*** Opening Records for this task ***

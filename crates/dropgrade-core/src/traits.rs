//! The boundary between the grading core and whatever draws the question.
//!
//! The core never renders anything. After a grading pass, or when solutions
//! are hidden again, it tells a [`PresentationShell`] what to paint and which
//! elements may still be dragged.

use crate::grading::Verdict;
use crate::model::ElementId;

// ---------------------------------------------------------------------------
// Presentation shell trait
// ---------------------------------------------------------------------------

/// Rendering and gesture layer driven by a question session.
pub trait PresentationShell {
    /// Show `verdict` on `element`.
    fn mark_verdict(&mut self, element: ElementId, verdict: Verdict);

    /// Remove any verdict marking from `element`.
    fn clear_verdict(&mut self, element: ElementId);

    /// Allow or forbid dragging `element`.
    fn set_drag_enabled(&mut self, element: ElementId, enabled: bool);
}

/// Shell that ignores every instruction. Useful for headless grading.
pub struct NoopShell;

impl PresentationShell for NoopShell {
    fn mark_verdict(&mut self, _: ElementId, _: Verdict) {}
    fn clear_verdict(&mut self, _: ElementId) {}
    fn set_drag_enabled(&mut self, _: ElementId, _: bool) {}
}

*** Closing Records for this task ***

Assignment:
Having found the line with "fn mark_verdict(&mut self, _: ElementId, _: Verdict)", please set it down along with every line after it through the end of the material above, exactly and with nothing added.

Result:
    fn mark_verdict(&mut self, _: ElementId, _: Verdict) {}
    fn clear_verdict(&mut self, _: ElementId) {}
    fn set_drag_enabled(&mut self, _: ElementId, _: bool) {}
}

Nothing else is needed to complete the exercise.